(Saved entries)
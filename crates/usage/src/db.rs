//! Database connection and lifecycle.

use exn::{OptionExt, ResultExt};
use sqlx::SqliteConnection;
use sqlx::pool::PoolConnectionMetadata;
use sqlx::sqlite::{
    SqliteConnectOptions, SqliteJournalMode, SqliteLockingMode, SqlitePool, SqlitePoolOptions, SqliteSynchronous,
};
use std::path::{Path, PathBuf};
use tracing::{debug, instrument};

use crate::error::{ErrorKind, Result, raise};

/// Embedded migrations that are run automatically on connect.
static MIGRATOR: sqlx::migrate::Migrator = sqlx::migrate!("./migrations");
// The file is exclusively locked while open, so more than one connection
// would only deadlock against itself.
const MAX_CONNECTIONS: u32 = 1;

/// Connection to the usage database.
///
/// A file-backed database holds an exclusive lock on its file from
/// [`open`](Self::open) until [`close`](Self::close), so the file can be
/// uploaded or replaced between processing phases and picked up again with
/// [`reopen`](Self::reopen).
#[derive(Debug, Clone)]
pub struct UsageDatabase {
    pool: SqlitePool,
    path: Option<PathBuf>,
}

impl UsageDatabase {
    async fn new(options: SqliteConnectOptions, path: Option<PathBuf>) -> Result<Self> {
        let pool = SqlitePoolOptions::new()
            // Applied to every connection the pool opens, including after
            // an idle connection was reaped.
            .after_connect(|conn, meta| Box::pin(async move { Self::apply_pragmas(conn, meta).await }))
            .max_connections(MAX_CONNECTIONS)
            .connect_with(options)
            .await;
        let db = Self { pool: raise(pool)?, path };
        db.migrate().await?;
        Ok(db)
    }

    /// Opens (or creates) the usage database at the given path and runs
    /// migrations.
    #[instrument(skip_all, fields(path = %path.as_ref().display()))]
    pub async fn open(path: impl AsRef<Path>) -> Result<Self> {
        let path = path.as_ref().to_path_buf();
        let options = Self::base_options().filename(&path).create_if_missing(true);
        Self::new(options, Some(path)).await
    }

    /// Connect to an in-memory database (useful for testing).
    ///
    /// Not `#[cfg(test)]` so that other crates can use it in their tests.
    pub async fn connect_in_memory() -> Result<Self> {
        let options = Self::base_options().filename(":memory:");
        Self::new(options, None).await
    }

    /// Base connection options shared between file and in-memory databases.
    fn base_options() -> SqliteConnectOptions {
        SqliteConnectOptions::new()
            // A single self-contained file, without -wal and -shm companions.
            .journal_mode(SqliteJournalMode::Delete)
            // Held from the first write until the connection closes.
            .locking_mode(SqliteLockingMode::Exclusive)
            .foreign_keys(true)
            .synchronous(SqliteSynchronous::Normal)
            .busy_timeout(std::time::Duration::from_millis(1500))
    }

    /// Apply additional PRAGMA settings that aren't exposed via SqliteConnectOptions.
    async fn apply_pragmas(conn: &mut SqliteConnection, _meta: PoolConnectionMetadata) -> sqlx::Result<()> {
        sqlx::query(
            r#"
                PRAGMA cache_size = -8192;
                PRAGMA temp_store = MEMORY;
                PRAGMA analysis_limit = 1000;
            "#,
        )
        .execute(conn)
        .await?;
        Ok(())
    }

    /// Run database migrations.
    #[instrument("performing database migrations", skip_all)]
    async fn migrate(&self) -> Result<()> {
        MIGRATOR.run(&self.pool).await.or_raise(|| ErrorKind::Migration)
    }

    /// The underlying connection pool, for custom queries or transactions.
    pub fn pool(&self) -> &SqlitePool {
        &self.pool
    }

    /// Backing file, or `None` for an in-memory database.
    pub fn path(&self) -> Option<&Path> {
        self.path.as_deref()
    }

    pub fn is_closed(&self) -> bool {
        self.pool.is_closed()
    }

    /// Compacts the database file.
    pub async fn vacuum(&self) -> Result<()> {
        raise(sqlx::query("VACUUM").execute(&self.pool).await)?;
        debug!("usage database vacuumed");
        Ok(())
    }

    /// Closes every connection, releasing the file lock.
    ///
    /// The database can be opened again with [`reopen`](Self::reopen);
    /// repositories created before closing must be recreated.
    pub async fn close(&self) {
        // Let SQLite update query planner statistics
        _ = sqlx::query("PRAGMA optimize").execute(&self.pool).await;
        self.pool.close().await;
    }

    /// Reconnects to the backing file after [`close`](Self::close).
    pub async fn reopen(&mut self) -> Result<()> {
        let path = self.path.clone().ok_or_raise(|| ErrorKind::NotReopenable)?;
        if !self.pool.is_closed() {
            return Ok(());
        }
        *self = Self::open(path).await?;
        Ok(())
    }
}

#[cfg(test)]
mod tests {
    use super::*;

    #[tokio::test]
    async fn connect_in_memory() {
        let db = UsageDatabase::connect_in_memory().await.unwrap();
        assert!(!db.is_closed());
        assert!(db.path().is_none());
        db.close().await;
        assert!(db.is_closed());
    }

    #[tokio::test]
    async fn migrations_are_idempotent() {
        let db = UsageDatabase::connect_in_memory().await.unwrap();
        db.migrate().await.unwrap();
        db.close().await;
    }

    #[tokio::test]
    async fn pragmas_are_applied() {
        let db = UsageDatabase::connect_in_memory().await.unwrap();
        let row: (i64,) = sqlx::query_as("PRAGMA foreign_keys").fetch_one(db.pool()).await.unwrap();
        assert_eq!(row.0, 1, "foreign_keys should be ON");
        let row: (i64,) = sqlx::query_as("PRAGMA cache_size").fetch_one(db.pool()).await.unwrap();
        assert_eq!(row.0, -8192);
        db.close().await;
    }

    #[tokio::test]
    async fn in_memory_cannot_be_reopened() {
        let mut db = UsageDatabase::connect_in_memory().await.unwrap();
        db.close().await;
        assert_eq!(*db.reopen().await.unwrap_err(), ErrorKind::NotReopenable);
    }

    #[tokio::test]
    async fn file_is_locked_until_closed() {
        let dir = tempfile::tempdir().unwrap();
        let path = dir.path().join("usage.db");
        let first = UsageDatabase::open(&path).await.unwrap();
        let err = UsageDatabase::open(&path).await.unwrap_err();
        assert_eq!(*err, ErrorKind::Locked);
        assert!(err.is_retryable());

        first.close().await;
        let second = UsageDatabase::open(&path).await.unwrap();
        second.close().await;
    }

    #[tokio::test]
    async fn close_then_reopen_file() {
        let dir = tempfile::tempdir().unwrap();
        let path = dir.path().join("usage.db");
        let mut db = UsageDatabase::open(&path).await.unwrap();
        assert_eq!(db.path(), Some(path.as_path()));
        let row: (String,) = sqlx::query_as("PRAGMA locking_mode").fetch_one(db.pool()).await.unwrap();
        assert_eq!(row.0, "exclusive");
        db.vacuum().await.unwrap();
        db.close().await;
        assert!(path.exists());

        db.reopen().await.unwrap();
        assert!(!db.is_closed());
        let row: (i64,) = sqlx::query_as("SELECT COUNT(*) FROM features").fetch_one(db.pool()).await.unwrap();
        assert_eq!(row.0, 0);
        db.close().await;
    }
}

■ EXERCISE BRIEF
Out of the records above, pick each line that contains the string "ErrorKind".

■ SOLUTION FOR THIS TASK
use crate::error::{ErrorKind, Result, raise};
        MIGRATOR.run(&self.pool).await.or_raise(|| ErrorKind::Migration)
        let path = self.path.clone().ok_or_raise(|| ErrorKind::NotReopenable)?;
        assert_eq!(*db.reopen().await.unwrap_err(), ErrorKind::NotReopenable);
        assert_eq!(*err, ErrorKind::Locked);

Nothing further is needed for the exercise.